Welche Fristen gibt es zu beachten?

Es gibt keine absoluten Scheidungsgründe mehr, wie das früher der Fall war. Auch Untreue ist beispielsweise kein absoluter Scheidungsgrund mehr und führt auch nicht in jedem Fall automatisch dazu, dass man ein Scheidungsverfahren verliert. Auch im Fall eines Ehebruchs hat eine Verschuldensabwägung vom Gericht stattzufinden und sind die Verhaltensweisen der Eheleute abzuwägen. Konkret muss die schwere Eheverfehlung kausal, also der Grund für das Scheitern der Ehe gewesen sein.

Grundsätzlich hat man für das Einbringen einer Scheidungsklage wegen eines Fehlverhaltens beziehungsweise einer Eheverfehlung des Partners oder der Partnerin ab dem Zeitpunkt, zu dem sie einem bekannt ist, sechs Monate Zeit. Diese Frist kann sich unter Umständen verlängern. Wenn es sich um ein fortgesetztes Fehlverhalten wie zum Beispiel eine andauernde außereheliche Beziehung handelt oder wenn eine Person aus der gemeinsamen Wohnung ausgezogen ist und die eheliche Wohngemeinschaft aufgehoben ist, kann diese Verjährungsfrist gehemmt werden. Dennoch ist ein Zeitraum von sechs Monaten ab Kenntnis keine sehr lange Zeitspanne. Der Ehepartner oder die Ehepartnerin soll zwar eine Überlegungsfrist haben, gleichzeitig soll man sich Eheverfehlungen auch nicht auf Vorrat aufbehalten können, um sie später möglicherweise einmal verwenden zu können, wenn es gerade passt. Immer wieder müssen sich auch Familiengerichte mit der (vermeintlichen) Verjährung von Eheverfehlungen beschäftigen. Vor kurzem hatte sich auch der Oberste Gerichtshof damit auseinanderzusetzen (OGH 27.7.2021, 4 Ob 56/21w).

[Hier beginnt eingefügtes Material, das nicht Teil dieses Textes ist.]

//! Inbound gateway callbacks.
//!
//! `/callback` takes the deposit gateway's plain JSON notification;
//! `/callback/encrypted` takes sealed settlement advice from the envelope
//! gateway. Both paths always answer 200 once the notification is safely
//! recorded, even when the ledger credit behind it failed; the body says
//! which outcome applies so the gateway stops retrying.

use axum::{
    extract::{Path, State},
    response::IntoResponse,
    Json,
};
use bigdecimal::BigDecimal;
use chrono::{DateTime, NaiveDateTime, Utc};
use serde::Deserialize;
use serde_json::{json, Value};
use tracing::{info, warn};

use crate::error::AppError;
use crate::services::{AdviceOutcome, CallbackOutcome, NotificationInput};
use crate::AppState;

/// Wire shape of the plain gateway callback.
#[derive(Debug, Deserialize)]
pub struct CallbackPayload {
    pub transaction: Option<TransactionPayload>,
}

#[derive(Debug, Deserialize)]
pub struct TransactionPayload {
    pub id: Option<Value>,
    pub status: Option<String>,
    pub amount: Option<BigDecimal>,
    pub merchant_txn_id: Option<String>,
    pub merchant_user_id: Option<String>,
    #[serde(rename = "type")]
    pub txn_type: Option<String>,
    pub ref_id: Option<String>,
    pub gateway: Option<i32>,
    pub merchant: Option<i32>,
    pub wallet: Option<i32>,
    pub currency: Option<String>,
    pub added_on: Option<String>,
}

/// Wire shape of the encrypted callback.
#[derive(Debug, Deserialize)]
pub struct EncryptedCallback {
    pub data: Option<String>,
    #[serde(rename = "agentCode")]
    pub agent_code: Option<String>,
}

/// Decrypted settlement advice carried inside the envelope.
#[derive(Debug, Deserialize)]
struct SealedAdvice {
    status: Option<String>,
    merchantid: Option<String>,
    #[serde(rename = "realAmount")]
    real_amount: Option<BigDecimal>,
}

pub async fn payment_callback(
    State(state): State<AppState>,
    Json(body): Json<Value>,
) -> Result<impl IntoResponse, AppError> {
    let payload: CallbackPayload =
        serde_json::from_value(body).map_err(|e| AppError::MalformedCallback(e.to_string()))?;

    let txn = payload.transaction.ok_or_else(|| {
        AppError::MalformedCallback("transaction object missing".to_string())
    })?;

    let gateway_txn_id = match txn.id {
        Some(Value::String(s)) if !s.is_empty() => s,
        Some(Value::Number(n)) => n.to_string(),
        _ => {
            return Err(AppError::MalformedCallback(
                "transaction id missing".to_string(),
            ))
        }
    };
    let amount = txn.amount.ok_or_else(|| {
        AppError::MalformedCallback("transaction amount missing".to_string())
    })?;

    let input = NotificationInput {
        gateway_txn_id,
        status: txn.status.unwrap_or_else(|| "unknown".to_string()),
        amount,
        merchant_txn_id: txn.merchant_txn_id,
        merchant_user_id: txn.merchant_user_id,
        txn_type: txn.txn_type,
        ref_id: txn.ref_id,
        gateway: txn.gateway,
        merchant: txn.merchant,
        wallet: txn.wallet,
        currency: txn.currency,
        added_on: parse_added_on(txn.added_on.as_deref()),
    };

    let outcome = state.deposits.record_callback(input).await?;
    let (success, message) = match outcome {
        CallbackOutcome::Settled => (true, "Transaction saved and balance updated"),
        CallbackOutcome::Duplicate => (true, "Duplicate callback ignored"),
        CallbackOutcome::Unsettled => (true, "Transaction saved but payment not completed"),
        CallbackOutcome::LedgerFailed => (false, "Transaction saved but balance update failed"),
    };

    Ok(Json(json!({"success": success, "message": message})))
}

pub async fn encrypted_callback(
    State(state): State<AppState>,
    Json(body): Json<Value>,
) -> Result<impl IntoResponse, AppError> {
    let payload: EncryptedCallback =
        serde_json::from_value(body).map_err(|e| AppError::MalformedCallback(e.to_string()))?;

    let data = payload
        .data
        .ok_or_else(|| AppError::MalformedCallback("data field missing".to_string()))?;
    let agent_code = payload
        .agent_code
        .ok_or_else(|| AppError::MalformedCallback("agentCode field missing".to_string()))?;

    if agent_code != state.agent_code {
        warn!(agent_code = %agent_code, "encrypted callback carries unexpected agent code");
    }

    let advice: SealedAdvice = state.cipher.open(&data)?;
    let order_id = advice
        .merchantid
        .ok_or_else(|| AppError::MalformedCallback("merchantid missing".to_string()))?;

    let status = advice.status.unwrap_or_default();
    let outcome = match status.as_str() {
        "SUCCESS" => {
            state
                .deposits
                .complete_order(&order_id, advice.real_amount.as_ref())
                .await?
        }
        "FAILED" | "FAILURE" => state.deposits.fail_order(&order_id).await?,
        other => {
            info!(order_id = %order_id, status = other, "settlement advice with unhandled status acknowledged");
            return Ok(Json(
                json!({"success": true, "message": "Callback acknowledged"}),
            ));
        }
    };

    let (success, message) = match outcome {
        AdviceOutcome::Credited => (true, "Transaction saved and balance updated"),
        AdviceOutcome::Replayed => (true, "Duplicate callback ignored"),
        AdviceOutcome::Failed => (true, "Transaction saved but payment not completed"),
        AdviceOutcome::LedgerFailed => (false, "Transaction saved but balance update failed"),
    };

    Ok(Json(json!({"success": success, "message": message})))
}

pub async fn get_transaction(
    State(state): State<AppState>,
    Path(id): Path<String>,
) -> Result<impl IntoResponse, AppError> {
    let tx = state
        .store
        .transaction_by_gateway_id(&id)
        .await?
        .ok_or_else(|| AppError::NotFound(format!("transaction {}", id)))?;

    Ok(Json(tx))
}

/// Gateways send timestamps in either RFC 3339 or `YYYY-MM-DD HH:MM:SS`;
/// anything else is dropped rather than rejected.
fn parse_added_on(raw: Option<&str>) -> Option<DateTime<Utc>> {
    let raw = raw?;
    if let Ok(dt) = DateTime::parse_from_rfc3339(raw) {
        return Some(dt.with_timezone(&Utc));
    }
    NaiveDateTime::parse_from_str(raw, "%Y-%m-%d %H:%M:%S")
        .ok()
        .map(|naive| naive.and_utc())
}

Im konkreten Fall besaß der Ehemann eine kinderpornografische Sammlung. Das Ehepaar war bereits lange verheiratet. Die Ehefrau entdeckte die Sammlung ihres Mannes und hatte mehr als sechs Monate Kenntnis davon, ohne die Scheidungsklage einzubringen. Die Ehefrau war nämlich der Meinung, der Besitz von Kinderpornografie würde eine fortgesetzte Eheverfehlung darstellen. Das Gericht sah das anders. Es sei zwar klar, dass der Besitz von Kinderpornografie eine Eheverfehlung sei, die einen Scheidungsgrund darstelle. Es handle sich aber nicht um eine fortgesetzte Eheverfehlung. Eine Scheidung aus Verschulden kam deshalb laut dem OGH aufgrund der Fristüberschreitung nicht mehr infrage. Dass die Frau ihren Gatten bereits zuvor bei der Polizei angezeigt hatte, änderte daran nichts.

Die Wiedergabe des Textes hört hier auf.